The data:

----------

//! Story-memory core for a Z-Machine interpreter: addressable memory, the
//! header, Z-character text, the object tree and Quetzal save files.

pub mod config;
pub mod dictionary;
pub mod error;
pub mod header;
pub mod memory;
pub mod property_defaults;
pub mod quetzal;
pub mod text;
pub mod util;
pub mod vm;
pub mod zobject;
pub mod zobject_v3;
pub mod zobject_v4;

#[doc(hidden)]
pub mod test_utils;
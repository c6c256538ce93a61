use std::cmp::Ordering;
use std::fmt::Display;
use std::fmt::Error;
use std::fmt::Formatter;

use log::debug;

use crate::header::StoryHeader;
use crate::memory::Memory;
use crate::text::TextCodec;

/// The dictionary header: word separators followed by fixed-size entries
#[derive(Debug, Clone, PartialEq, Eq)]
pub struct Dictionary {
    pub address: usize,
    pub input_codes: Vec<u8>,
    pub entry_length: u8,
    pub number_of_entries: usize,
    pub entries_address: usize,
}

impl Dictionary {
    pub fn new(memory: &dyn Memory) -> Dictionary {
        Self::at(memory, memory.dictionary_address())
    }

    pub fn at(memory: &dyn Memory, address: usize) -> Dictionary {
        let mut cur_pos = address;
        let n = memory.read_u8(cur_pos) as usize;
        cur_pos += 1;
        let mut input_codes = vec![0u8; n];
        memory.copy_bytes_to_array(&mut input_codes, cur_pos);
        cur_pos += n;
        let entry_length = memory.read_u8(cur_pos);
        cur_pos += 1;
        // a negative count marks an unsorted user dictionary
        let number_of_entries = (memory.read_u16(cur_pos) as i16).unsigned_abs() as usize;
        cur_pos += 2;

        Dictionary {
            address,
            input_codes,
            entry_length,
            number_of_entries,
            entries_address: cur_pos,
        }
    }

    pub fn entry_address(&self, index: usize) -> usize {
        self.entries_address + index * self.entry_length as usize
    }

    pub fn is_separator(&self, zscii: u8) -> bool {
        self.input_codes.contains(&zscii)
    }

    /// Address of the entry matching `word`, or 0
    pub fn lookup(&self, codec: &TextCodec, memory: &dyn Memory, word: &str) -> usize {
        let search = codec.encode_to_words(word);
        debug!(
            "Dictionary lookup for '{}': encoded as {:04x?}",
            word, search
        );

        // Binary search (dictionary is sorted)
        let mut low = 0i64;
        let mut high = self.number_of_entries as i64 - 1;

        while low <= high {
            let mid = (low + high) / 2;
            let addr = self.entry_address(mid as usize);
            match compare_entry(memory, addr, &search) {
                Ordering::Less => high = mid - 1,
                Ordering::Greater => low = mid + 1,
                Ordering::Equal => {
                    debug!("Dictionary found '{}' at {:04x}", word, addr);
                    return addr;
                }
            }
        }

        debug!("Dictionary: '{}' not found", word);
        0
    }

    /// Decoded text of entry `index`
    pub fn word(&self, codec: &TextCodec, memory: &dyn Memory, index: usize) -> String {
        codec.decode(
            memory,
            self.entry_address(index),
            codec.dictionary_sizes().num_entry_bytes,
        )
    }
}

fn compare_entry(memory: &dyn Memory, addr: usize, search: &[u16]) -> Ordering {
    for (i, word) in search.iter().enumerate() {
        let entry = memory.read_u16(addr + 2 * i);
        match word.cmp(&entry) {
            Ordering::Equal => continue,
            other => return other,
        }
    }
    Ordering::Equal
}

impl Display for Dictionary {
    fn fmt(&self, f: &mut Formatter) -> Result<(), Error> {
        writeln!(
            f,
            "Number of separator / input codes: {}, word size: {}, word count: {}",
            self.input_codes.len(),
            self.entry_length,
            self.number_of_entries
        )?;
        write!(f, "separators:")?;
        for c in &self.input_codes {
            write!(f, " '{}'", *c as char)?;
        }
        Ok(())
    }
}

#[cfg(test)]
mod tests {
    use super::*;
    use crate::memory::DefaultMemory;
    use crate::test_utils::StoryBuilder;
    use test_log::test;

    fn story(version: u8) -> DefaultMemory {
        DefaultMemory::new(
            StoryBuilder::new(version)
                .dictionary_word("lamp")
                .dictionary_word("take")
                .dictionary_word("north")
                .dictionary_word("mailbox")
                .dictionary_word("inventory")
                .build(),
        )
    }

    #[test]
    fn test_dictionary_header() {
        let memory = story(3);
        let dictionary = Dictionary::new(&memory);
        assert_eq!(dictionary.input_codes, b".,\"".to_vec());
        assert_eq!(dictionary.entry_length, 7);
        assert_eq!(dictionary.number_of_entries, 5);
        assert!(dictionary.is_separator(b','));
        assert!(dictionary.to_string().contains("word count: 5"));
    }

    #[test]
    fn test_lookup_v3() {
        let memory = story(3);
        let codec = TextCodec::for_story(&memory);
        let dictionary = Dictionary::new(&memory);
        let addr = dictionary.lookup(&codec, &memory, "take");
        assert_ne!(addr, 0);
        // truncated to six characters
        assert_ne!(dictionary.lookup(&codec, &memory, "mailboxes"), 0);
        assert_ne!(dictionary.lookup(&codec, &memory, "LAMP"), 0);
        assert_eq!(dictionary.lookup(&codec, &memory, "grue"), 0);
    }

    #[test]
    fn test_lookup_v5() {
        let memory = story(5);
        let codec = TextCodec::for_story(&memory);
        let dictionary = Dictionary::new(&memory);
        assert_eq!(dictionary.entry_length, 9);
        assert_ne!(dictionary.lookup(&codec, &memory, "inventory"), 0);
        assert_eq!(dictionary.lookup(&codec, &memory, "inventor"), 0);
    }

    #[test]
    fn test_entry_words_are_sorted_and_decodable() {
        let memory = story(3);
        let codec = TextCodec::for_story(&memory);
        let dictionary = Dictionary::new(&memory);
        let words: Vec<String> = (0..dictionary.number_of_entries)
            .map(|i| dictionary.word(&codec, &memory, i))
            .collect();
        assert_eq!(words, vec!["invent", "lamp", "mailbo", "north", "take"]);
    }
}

----------

Task instructions: Check every line of the listing above for the string "search", and give the number of lines that have it, nothing more.

Solution for this exercise: 6